Repeat MRI 2 months later showed increased size of the lesion (9.5×10.5 cm axial, 22.0 cm craniocaudal). Although most findings of a more extensive imaging protocol, including precontrast and postcontrast sequences, were consistent with hematoma, the lesion also had several characteristics that indicated soft-tissue sarcoma. Specifically, findings suggestive of chronic hematoma included the hyperintense short tau inversion recovery (STIR) T1/T2 signal of the cystic component consistent with proteinaceous fluid and the low STIR TI/T2 signal of the periphery consistent with a rim of hemosiderin (Figure 1). Additionally, the cystic component of the lesion had multiple fine septations that are atypical for a hematoma (Figure 1), and several lymph nodes greater than 1.7 cm in short axis were noted in the anterior thigh and hemipelvis that were suspicious of metastatic lymphadenopathy. The encapsulated appearance of the lesion with a sharply defined margin and short transition zone were also reassuring findings for a benign lesion (Figures 1, 2A, 2B). However, several findings were identified that suggested soft-tissue sarcoma, including a nodular soft-tissue component on the medial wall of the lesion that had heterogeneous enhancement with contrast (Figure 2B). We, therefore, proceeded with ultrasound-guided core needle biopsy of the mass and cytologic sampling of the fluid components, which were again consistent with hematoma; no evidence of internal vascular flow was noted on Doppler ultrasound. Ultrasound-guided right inguinal lymph node biopsy was also performed and was negative for malignancy. Because of her large body habitus and pregnancy status, it was agreed that open biopsy should be delayed until after delivery to avoid placing the patient in a prone position.

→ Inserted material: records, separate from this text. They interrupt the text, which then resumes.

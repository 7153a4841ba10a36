//! Lexical analyzer.
//!
//! Single pass with one-rune lookahead. Lexical errors are collected rather
//! than thrown so one run reports every offending character; see [`tokenize`].

use std::error::Error;
use std::fmt;
use std::io::prelude::*;
use std::iter::Peekable;

use crate::char_reader::{CharReader, CharReaderError};
use crate::diag::{LexError, LexErrorKind, Position};
use crate::token::{self, Token, TokenKind};

/// Turn a sequence of bytes into a sequence of tokens.
///
/// The token stream always ends with an EOF token, no matter how broken the
/// input was.
#[derive(Debug)]
pub struct Scanner<R: BufRead> {
    input: Peekable<CharReader<R>>,
    line: Position,

    // One character of pushback, needed when a number is followed by a
    // lone '.' that belongs to the next token.
    pushback: Option<char>,

    // Buffer used when scanning longer tokens. Allocated here to reuse memory.
    buf: String,
}

impl<R: BufRead> Scanner<R> {
    /// Creates a new scanner operating on `input`.
    pub fn new(input: R) -> Scanner<R> {
        Scanner {
            input: CharReader::new(input).peekable(),
            line: 1,
            pushback: None,
            buf: String::new(),
        }
    }

    /// Scan the next token.
    ///
    /// At end of input this keeps returning an EOF token.
    pub fn get_token(&mut self) -> Result<Token, ScanError> {
        loop {
            let ch = match self.next_char()? {
                None => return Ok(Token::new(TokenKind::Eof, "", self.line)),
                Some(ch) => ch,
            };
            match ch {
                '\n' => self.line += 1,
                ' ' | '\t' | '\r' => (),
                '(' => return Ok(Token::new(TokenKind::LeftParen, "(", self.line)),
                ')' => return Ok(Token::new(TokenKind::RightParen, ")", self.line)),
                '{' => return Ok(Token::new(TokenKind::LeftBrace, "{", self.line)),
                '}' => return Ok(Token::new(TokenKind::RightBrace, "}", self.line)),
                ',' => return Ok(Token::new(TokenKind::Comma, ",", self.line)),
                '.' => return Ok(Token::new(TokenKind::Dot, ".", self.line)),
                '-' => return Ok(Token::new(TokenKind::Minus, "-", self.line)),
                '+' => return Ok(Token::new(TokenKind::Plus, "+", self.line)),
                ';' => return Ok(Token::new(TokenKind::Semicolon, ";", self.line)),
                '*' => return Ok(Token::new(TokenKind::Star, "*", self.line)),
                '/' => {
                    if self.peek_char() == Some('/') {
                        self.skip_comment();
                    } else {
                        return Ok(Token::new(TokenKind::Slash, "/", self.line));
                    }
                }
                '=' => {
                    return self.one_or_two(TokenKind::Equal, "=", TokenKind::EqualEqual, "==")
                }
                '!' => return self.one_or_two(TokenKind::Bang, "!", TokenKind::BangEqual, "!="),
                '<' => return self.one_or_two(TokenKind::Less, "<", TokenKind::LessEqual, "<="),
                '>' => {
                    return self.one_or_two(
                        TokenKind::Greater,
                        ">",
                        TokenKind::GreaterEqual,
                        ">=",
                    )
                }
                '"' => return self.scan_string(),
                '0'..='9' => return Ok(self.scan_number(ch)),
                'a'..='z' | 'A'..='Z' | '_' => return Ok(self.scan_identifier(ch)),
                _ => {
                    return Err(ScanError::Lex(LexError {
                        line: self.line,
                        kind: LexErrorKind::UnexpectedChar(ch),
                    }));
                }
            };
        }
    }

    /// Emit the two-character kind when the next rune is `=`, else the
    /// one-character kind.
    fn one_or_two(
        &mut self,
        one: TokenKind,
        one_lexeme: &str,
        two: TokenKind,
        two_lexeme: &str,
    ) -> Result<Token, ScanError> {
        if self.peek_char() == Some('=') {
            self.next_char()?;
            Ok(Token::new(two, two_lexeme, self.line))
        } else {
            Ok(Token::new(one, one_lexeme, self.line))
        }
    }

    fn scan_number(&mut self, first_digit: char) -> Token {
        self.buf.clear();
        self.buf.push(first_digit);
        while let Some(ch) = self.peek_char() {
            if !ch.is_ascii_digit() {
                break;
            }
            let ch = self.next_char_unchecked();
            self.buf.push(ch);
        }

        if self.peek_char() == Some('.') {
            self.next_char_unchecked();
            if self.peek_char().is_some_and(|ch| ch.is_ascii_digit()) {
                self.buf.push('.');
                while let Some(ch) = self.peek_char() {
                    if !ch.is_ascii_digit() {
                        break;
                    }
                    let ch = self.next_char_unchecked();
                    self.buf.push(ch);
                }
            } else {
                // "123." is NUMBER followed by DOT; hand the dot back.
                self.pushback = Some('.');
            }
        }

        // The lexeme matches [0-9]+(\.[0-9]+)? so parsing cannot fail.
        let value = self.buf.parse::<f64>().expect("numeric lexeme");
        Token::number(self.buf.clone(), value, self.line)
    }

    fn scan_string(&mut self) -> Result<Token, ScanError> {
        self.buf.clear();
        loop {
            match self.next_char()? {
                None => {
                    return Err(ScanError::Lex(LexError {
                        line: self.line,
                        kind: LexErrorKind::UnterminatedString,
                    }));
                }
                Some('"') => break,
                Some(ch) => {
                    if ch == '\n' {
                        self.line += 1;
                    }
                    self.buf.push(ch);
                }
            }
        }
        let lexeme = format!("\"{}\"", self.buf);
        Ok(Token::string(lexeme, self.buf.clone(), self.line))
    }

    fn scan_identifier(&mut self, first_char: char) -> Token {
        self.buf.clear();
        self.buf.push(first_char);
        while let Some(ch) = self.peek_char() {
            if !(ch.is_ascii_alphanumeric() || ch == '_') {
                break;
            }
            let ch = self.next_char_unchecked();
            self.buf.push(ch);
        }

        match token::keyword(&self.buf) {
            Some(kind) => Token::new(kind, self.buf.clone(), self.line),
            None => Token::new(TokenKind::Identifier, self.buf.clone(), self.line),
        }
    }

    fn skip_comment(&mut self) {
        while let Some(ch) = self.peek_char() {
            if ch == '\n' {
                break;
            }
            self.next_char_unchecked();
        }
    }

    fn next_char(&mut self) -> Result<Option<char>, CharReaderError> {
        if let Some(ch) = self.pushback.take() {
            return Ok(Some(ch));
        }
        self.input.next().transpose()
    }

    /// Peek at the next character. Read errors stay queued and surface on the
    /// following `next_char`.
    fn peek_char(&mut self) -> Option<char> {
        if let Some(ch) = self.pushback {
            return Some(ch);
        }
        match self.input.peek() {
            Some(Ok(ch)) => Some(*ch),
            _ => None,
        }
    }

    /// Return the next character. Panics on EOF; use after peek_char()ing only.
    fn next_char_unchecked(&mut self) -> char {
        if let Some(ch) = self.pushback.take() {
            return ch;
        }
        self.input.next().unwrap().unwrap()
    }
}

impl<R: BufRead> Iterator for Scanner<R> {
    type Item = Result<Token, ScanError>;

    fn next(&mut self) -> Option<Self::Item> {
        match self.get_token() {
            Ok(tok) if tok.kind == TokenKind::Eof => None,
            Ok(tok) => Some(Ok(tok)),
            Err(e) => Some(Err(e)),
        }
    }
}

/// Scan the whole input.
///
/// Lexical errors are collected in the second slot of the pair while scanning
/// continues; only read failures abort. The returned token list always ends
/// with EOF.
pub fn tokenize<R: BufRead>(input: R) -> Result<(Vec<Token>, Vec<LexError>), CharReaderError> {
    let mut scanner = Scanner::new(input);
    let mut tokens = Vec::new();
    let mut errors = Vec::new();
    loop {
        match scanner.get_token() {
            Ok(tok) => {
                let at_end = tok.kind == TokenKind::Eof;
                tokens.push(tok);
                if at_end {
                    break;
                }
            }
            Err(ScanError::Lex(e)) => errors.push(e),
            Err(ScanError::Read(e)) => return Err(e),
        }
    }
    Ok((tokens, errors))
}

#[derive(Debug)]
pub enum ScanError {
    Read(CharReaderError),
    Lex(LexError),
}

impl Error for ScanError {
    fn source(&self) -> Option<&(dyn Error + 'static)> {
        match self {
            ScanError::Read(e) => Some(e),
            ScanError::Lex(_) => None,
        }
    }
}

impl fmt::Display for ScanError {
    fn fmt(&self, f: &mut fmt::Formatter<'_>) -> fmt::Result {
        match self {
            ScanError::Read(e) => write!(f, "read error: {}", e),
            ScanError::Lex(e) => write!(f, "{}", e),
        }
    }
}

impl From<CharReaderError> for ScanError {
    fn from(e: CharReaderError) -> ScanError {
        ScanError::Read(e)
    }
}
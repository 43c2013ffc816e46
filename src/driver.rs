// src/driver.rs
// Multi-source sync driver: runs collection + extraction per configured
// source, sequentially, under a run lease. One source failing (even
// terminally logged-out) never stops the others.

use crate::config::SyncConfig;
use crate::error::SyncError;
use crate::extractor::Extractor;
use crate::merge::merge_consecutive;
use crate::pipeline::Pipeline;
use crate::sources::ItemSource;
use crate::store::EventStore;
use crate::types::{EventRecord, SourceType};
use chrono::Utc;
use metrics::{counter, describe_counter, describe_gauge, gauge};
use once_cell::sync::OnceCell;
use std::sync::atomic::{AtomicBool, Ordering};
use std::sync::Arc;

fn ensure_metrics_described() {
    static ONCE: OnceCell<()> = OnceCell::new();
    ONCE.get_or_init(|| {
        describe_counter!("sync_runs_total", "Completed sync runs.");
        describe_counter!("sync_source_failures_total", "Sources that failed a run.");
        describe_gauge!("sync_last_run_ts", "Unix ts when the last sync run finished.");
        describe_gauge!("sync_confidence_threshold", "Publish-vs-flag cutoff in effect.");
    });
}

/// Explicit run lease: at most one sync run may be in flight, because the
/// file-backed store is single-writer. `try_acquire` is the busy/ok signal
/// the trigger surface exposes; the guard releases on drop.
#[derive(Clone, Default)]
pub struct RunLease(Arc<AtomicBool>);

pub struct RunGuard(Arc<AtomicBool>);

impl RunLease {
    pub fn try_acquire(&self) -> Option<RunGuard> {
        self.0
            .compare_exchange(false, true, Ordering::SeqCst, Ordering::SeqCst)
            .ok()
            .map(|_| RunGuard(self.0.clone()))
    }

    pub fn is_held(&self) -> bool {
        self.0.load(Ordering::SeqCst)
    }
}

impl Drop for RunGuard {
    fn drop(&mut self) {
        self.0.store(false, Ordering::SeqCst);
    }
}

/// Aggregate outcome of one run. The caller owns side effects such as
/// notification dispatch.
#[derive(Debug, Default)]
pub struct SyncReport {
    pub new_records: Vec<EventRecord>,
    /// Set when a source hit a session-invalid failure; an operator has to
    /// re-link before that source can sync again.
    pub needs_relink: bool,
    pub source_counts: Vec<(SourceType, usize)>,
}

impl SyncReport {
    pub fn processed_count(&self) -> usize {
        self.new_records.len()
    }
}

/// Builds a fresh source per run; each run opens its own session.
pub type SourceFactory = Box<dyn Fn() -> Box<dyn ItemSource> + Send + Sync>;

pub struct SyncDriver {
    config: SyncConfig,
    store: Arc<dyn EventStore>,
    extractor: Arc<dyn Extractor>,
    sources: Vec<SourceFactory>,
    lease: RunLease,
}

impl SyncDriver {
    pub fn new(
        config: SyncConfig,
        store: Arc<dyn EventStore>,
        extractor: Arc<dyn Extractor>,
    ) -> Self {
        ensure_metrics_described();
        gauge!("sync_confidence_threshold").set(config.confidence_threshold as f64);
        Self {
            config,
            store,
            extractor,
            sources: Vec::new(),
            lease: RunLease::default(),
        }
    }

    pub fn with_source(mut self, factory: SourceFactory) -> Self {
        self.sources.push(factory);
        self
    }

    pub fn lease(&self) -> RunLease {
        self.lease.clone()
    }

    /// Run every configured source once and aggregate the new records.
    /// Rejects with `AlreadyRunning` while another run holds the lease.
    pub async fn run(&self) -> Result<SyncReport, SyncError> {
        let _guard = self.lease.try_acquire().ok_or(SyncError::AlreadyRunning)?;

        let mut ledger = self.store.load_ledger()?;
        let migrated = ledger.migrate_legacy_entries();
        if migrated > 0 {
            tracing::info!(migrated, "migrated legacy ledger entries");
            self.store.save_ledger(&ledger)?;
        }

        // Replayable histories resume from the last completed run.
        let since_ts = ledger
            .last_sync_timestamp
            .map(|t| t.timestamp())
            .unwrap_or(0);

        let mut report = SyncReport::default();
        for factory in &self.sources {
            let mut source = factory();
            let source_type = source.source_type();
            tracing::info!(source = %source_type, since_ts, "syncing source");

            match source.collect(since_ts).await {
                Ok(batches) => {
                    let mut pipeline = Pipeline::new(
                        self.store.as_ref(),
                        self.extractor.as_ref(),
                        &mut ledger,
                        self.config.confidence_threshold,
                        self.config.similarity_threshold,
                    );
                    let mut new_for_source = 0usize;
                    for batch in batches {
                        let merged =
                            merge_consecutive(batch.items, self.config.merge_window_secs);
                        let records = pipeline
                            .process_channel(&*source, &batch.channel, merged)
                            .await;
                        new_for_source += records.len();
                        report.new_records.extend(records);
                    }
                    report.source_counts.push((source_type, new_for_source));
                }
                Err(e) => {
                    counter!("sync_source_failures_total").increment(1);
                    if e.is_session_invalid() {
                        report.needs_relink = true;
                        tracing::error!(source = %source_type, "session invalidated; operator must re-link");
                    } else {
                        tracing::warn!(source = %source_type, error = %e, "source failed this run");
                    }
                    report.source_counts.push((source_type, 0));
                }
            }
            source.close().await;
        }

        ledger.last_sync_timestamp = Some(Utc::now());
        if let Err(e) = self.store.save_ledger(&ledger) {
            tracing::warn!(error = ?e, "failed to persist ledger after run");
        }

        counter!("sync_runs_total").increment(1);
        gauge!("sync_last_run_ts").set(Utc::now().timestamp() as f64);
        tracing::info!(
            new = report.processed_count(),
            needs_relink = report.needs_relink,
            "sync run finished"
        );
        Ok(report)
    }
}
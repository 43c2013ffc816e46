// src/store.rs
// Persistence boundary. The store is a single-writer, file-backed JSON
// collaborator: callers serialize access (the driver's run lease does this
// for the pipeline). Writes go through a tmp-file-then-rename so a crashed
// run never leaves a half-written file behind.

use crate::ledger::IdempotencyLedger;
use crate::types::{EventRecord, SessionStatus};
use anyhow::{Context, Result};
use std::fs;
use std::io::Write;
use std::path::{Path, PathBuf};
use uuid::Uuid;

pub trait EventStore: Send + Sync {
    fn list_records(&self) -> Result<Vec<EventRecord>>;
    fn add_record(&self, record: &EventRecord) -> Result<()>;

    fn load_ledger(&self) -> Result<IdempotencyLedger>;
    fn save_ledger(&self, ledger: &IdempotencyLedger) -> Result<()>;

    /// Persist poster bytes, returning the store-relative path.
    fn save_poster(&self, bytes: &[u8]) -> Result<String>;

    fn load_session_status(&self) -> Result<SessionStatus>;
    fn save_session_status(&self, status: &SessionStatus) -> Result<()>;
}

/// JSON-file store rooted at a data directory:
/// `events.json`, `sync-state.json`, `session-status.json`, `posters/`.
pub struct JsonFileStore {
    root: PathBuf,
}

impl JsonFileStore {
    pub fn new(root: impl Into<PathBuf>) -> Result<Self> {
        let root = root.into();
        fs::create_dir_all(root.join("posters"))
            .with_context(|| format!("creating data dir {}", root.display()))?;
        Ok(Self { root })
    }

    fn events_path(&self) -> PathBuf {
        self.root.join("events.json")
    }

    fn ledger_path(&self) -> PathBuf {
        self.root.join("sync-state.json")
    }

    fn status_path(&self) -> PathBuf {
        self.root.join("session-status.json")
    }

    fn read_or_default<T: serde::de::DeserializeOwned + Default>(&self, path: &Path) -> Result<T> {
        if !path.exists() {
            return Ok(T::default());
        }
        let s = fs::read_to_string(path)
            .with_context(|| format!("reading {}", path.display()))?;
        serde_json::from_str(&s).with_context(|| format!("parsing {}", path.display()))
    }

    fn write_atomic(&self, path: &Path, json: &str) -> Result<()> {
        let tmp = path.with_extension("json.tmp");
        {
            let mut f = fs::File::create(&tmp)
                .with_context(|| format!("creating {}", tmp.display()))?;
            f.write_all(json.as_bytes())
                .with_context(|| format!("writing {}", tmp.display()))?;
        }
        fs::rename(&tmp, path).with_context(|| format!("replacing {}", path.display()))?;
        Ok(())
    }

    fn write_json<T: serde::Serialize>(&self, path: &Path, value: &T) -> Result<()> {
        let json = serde_json::to_string_pretty(value).context("serializing store file")?;
        self.write_atomic(path, &json)
    }
}

impl EventStore for JsonFileStore {
    fn list_records(&self) -> Result<Vec<EventRecord>> {
        self.read_or_default(&self.events_path())
    }

    fn add_record(&self, record: &EventRecord) -> Result<()> {
        let mut records = self.list_records()?;
        records.push(record.clone());
        self.write_json(&self.events_path(), &records)
    }

    fn load_ledger(&self) -> Result<IdempotencyLedger> {
        self.read_or_default(&self.ledger_path())
    }

    fn save_ledger(&self, ledger: &IdempotencyLedger) -> Result<()> {
        self.write_json(&self.ledger_path(), ledger)
    }

    fn save_poster(&self, bytes: &[u8]) -> Result<String> {
        let name = format!("{}.jpg", Uuid::new_v4());
        let path = self.root.join("posters").join(&name);
        fs::write(&path, bytes).with_context(|| format!("writing {}", path.display()))?;
        Ok(format!("posters/{name}"))
    }

    fn load_session_status(&self) -> Result<SessionStatus> {
        self.read_or_default(&self.status_path())
    }

    fn save_session_status(&self, status: &SessionStatus) -> Result<()> {
        self.write_json(&self.status_path(), status)
    }
}
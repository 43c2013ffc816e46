// src/collector.rs
// Collection / quiescence controller. One sync run walks
// Connecting -> Syncing -> Draining -> Done | Failed: open the session,
// request backlog for every configured channel, then wait until the backlog
// signals completion or no new item has arrived for a quiet period
// (the history protocol gives no reliable "done" signal in all cases).

use crate::config::ChannelConfig;
use crate::error::SyncError;
use crate::session::{DisconnectReason, SessionClient, SessionEvent};
use crate::types::RawItem;
use metrics::counter;
use std::collections::HashMap;
use std::time::Duration;
use tokio::time::{timeout, Instant};

/// Deduplicated items for one configured channel, newest first.
#[derive(Debug, Clone)]
pub struct ChannelBatch {
    pub channel: ChannelConfig,
    pub items: Vec<RawItem>,
}

pub struct Collector<'a, C: SessionClient> {
    client: &'a mut C,
    channels: &'a [ChannelConfig],
    quiet_period: Duration,
    drain_deadline: Duration,
    connect_timeout: Duration,
    max_restart_attempts: u32,
    since_ts: i64,
    on_open: Option<Box<dyn Fn() + Send + 'a>>,
}

enum Outcome {
    Done(HashMap<String, RawItem>),
    /// Normal mid-handshake artifact; rerun the whole controller.
    Restart,
}

impl<'a, C: SessionClient> Collector<'a, C> {
    pub fn new(
        client: &'a mut C,
        channels: &'a [ChannelConfig],
        quiet_period: Duration,
        drain_deadline: Duration,
        connect_timeout: Duration,
        max_restart_attempts: u32,
        since_ts: i64,
    ) -> Self {
        Self {
            client,
            channels,
            quiet_period,
            drain_deadline,
            connect_timeout,
            max_restart_attempts,
            since_ts,
            on_open: None,
        }
    }

    /// Invoked each time the session reaches the open state, before backlog
    /// is requested. Lets the caller surface a live connection.
    pub fn with_open_hook(mut self, hook: impl Fn() + Send + 'a) -> Self {
        self.on_open = Some(Box::new(hook));
        self
    }

    /// Run the controller to completion, restarting silently (bounded) on a
    /// restart-required disconnect. The session is closed before returning,
    /// success or not.
    pub async fn collect(mut self) -> Result<Vec<ChannelBatch>, SyncError> {
        let mut attempt = 0u32;
        loop {
            let outcome = self.run_once().await;
            self.client.close().await;
            match outcome {
                Ok(Outcome::Done(collected)) => return Ok(self.into_batches(collected)),
                Ok(Outcome::Restart) => {
                    attempt += 1;
                    if attempt > self.max_restart_attempts {
                        return Err(SyncError::RestartExhausted { attempts: attempt });
                    }
                    tracing::info!(attempt, "restart required; reconnecting");
                }
                Err(e) => return Err(e),
            }
        }
    }

    async fn run_once(&mut self) -> Result<Outcome, SyncError> {
        let mut rx = self.client.connect().await?;

        let poll = (self.quiet_period / 4).clamp(Duration::from_millis(20), Duration::from_secs(2));
        let connect_deadline = Instant::now() + self.connect_timeout;

        let mut open = false;
        let mut backlog_complete = false;
        let mut collected: HashMap<String, RawItem> = HashMap::new();
        let mut last_arrival = Instant::now();
        let mut drain_start = Instant::now();

        loop {
            match timeout(poll, rx.recv()).await {
                // Poll tick with no event; deadline checks below decide.
                Err(_) => {}
                // Event stream ended without a disconnect event.
                Ok(None) => {
                    if open {
                        tracing::warn!("session stream ended mid-sync; keeping collected items");
                        break;
                    }
                    return Err(SyncError::ConnectionFailed { code: 0 });
                }
                Ok(Some(event)) => match event {
                    SessionEvent::LinkingChallenge(payload) => {
                        // Pass-through for the operator; not reinterpreted.
                        tracing::info!(challenge = %payload, "linking challenge received");
                    }
                    SessionEvent::Connected => {
                        open = true;
                        if let Some(hook) = &self.on_open {
                            hook();
                        }
                        tracing::info!(channels = self.channels.len(), "session open; requesting backlog");
                        for ch in self.channels {
                            if let Err(e) =
                                self.client.request_backlog(&ch.id, self.since_ts).await
                            {
                                tracing::warn!(channel = %ch.id, error = ?e, "backlog request failed");
                            }
                        }
                        last_arrival = Instant::now();
                        drain_start = Instant::now();
                    }
                    SessionEvent::Item(item) => {
                        if self.accept(&mut collected, item) {
                            last_arrival = Instant::now();
                        }
                    }
                    SessionEvent::Backlog {
                        items,
                        is_last,
                        progress,
                    } => {
                        let total = items.len();
                        let mut relevant = 0usize;
                        for item in items {
                            if self.accept(&mut collected, item) {
                                relevant += 1;
                            }
                        }
                        if relevant > 0 {
                            last_arrival = Instant::now();
                        }
                        tracing::info!(
                            total,
                            relevant,
                            progress = progress.map(i64::from).unwrap_or(-1),
                            "backlog batch"
                        );
                        if is_last {
                            backlog_complete = true;
                        }
                    }
                    SessionEvent::Disconnected(reason) => match reason {
                        DisconnectReason::LoggedOut => return Err(SyncError::SessionInvalid),
                        DisconnectReason::RestartRequired => return Ok(Outcome::Restart),
                        DisconnectReason::Other(code) => {
                            if open {
                                tracing::warn!(code, "session closed mid-sync; keeping collected items");
                                break;
                            }
                            return Err(SyncError::ConnectionFailed { code });
                        }
                    },
                },
            }

            if !open {
                if Instant::now() >= connect_deadline {
                    return Err(SyncError::ConnectTimeout);
                }
                continue;
            }

            // Draining: backlog completion, quiescence, or the absolute cap,
            // whichever comes first.
            if backlog_complete
                || last_arrival.elapsed() >= self.quiet_period
                || drain_start.elapsed() >= self.drain_deadline
            {
                break;
            }
        }

        counter!("sync_items_collected_total").increment(collected.len() as u64);
        tracing::info!(items = collected.len(), "collection finished");
        Ok(Outcome::Done(collected))
    }

    /// Keep only items for configured channels, first sighting wins.
    fn accept(&self, collected: &mut HashMap<String, RawItem>, item: RawItem) -> bool {
        if !self.channels.iter().any(|c| c.id == item.channel_id) {
            return false;
        }
        if collected.contains_key(&item.source_id) {
            return false;
        }
        collected.insert(item.source_id.clone(), item);
        true
    }

    /// Group per configured channel, newest first, so that an interrupted
    /// extraction run has already covered the most recent items.
    fn into_batches(&self, collected: HashMap<String, RawItem>) -> Vec<ChannelBatch> {
        let mut items: Vec<RawItem> = collected.into_values().collect();
        items.sort_by(|a, b| b.timestamp.cmp(&a.timestamp));

        self.channels
            .iter()
            .filter_map(|ch| {
                let batch: Vec<RawItem> = items
                    .iter()
                    .filter(|i| i.channel_id == ch.id)
                    .cloned()
                    .collect();
                if batch.is_empty() {
                    None
                } else {
                    Some(ChannelBatch {
                        channel: ch.clone(),
                        items: batch,
                    })
                }
            })
            .collect()
    }
}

The patient visited the emergency room several times during the following months because of intermittent exacerbations of her lower extremity pain, swelling, and occasional paresthesias. About 6 months after initial presentation, repeat MRI again showed increased size of the mass (13.5×13.5 cm axial, 28 cm craniocaudal). There was also increased displacement of the adjacent neurovascular structures but no evidence of deep vein thrombosis. Because of concerns about the increased symptomatology of her thigh mass and possible sampling error of the previous biopsies, an elective cesarean section was performed at 35 weeks gestation. One week later, after clearance by her obstetrician, we proceeded with open biopsy of the mass in prone position. Initial sampling was negative for malignancy on frozen section; then, we expressed 1.75 L of brown fluid and solidified blood products, irrigated copiously, and placed a surgical drain. The permanent histologic specimens were again consistent with hematoma, and microbial cultures were negative. A week later, the patient accidentally removed her drain, and she presented with a fever (101°F) on postoperative day (POD) 15. Computed tomography showed reaccumulation of fluid; duplex ultrasound was negative. She was placed on cephalexin and underwent ultrasound-guided replacement of the drain with removal of an additional 750 mL fluid on POD 20. She drained an additional 150 to 200 mL/d for 1 month, with marked improvement in her leg swelling and knee range of motion. The drainage decreased during the next 3 weeks, and the drain was removed on POD 75.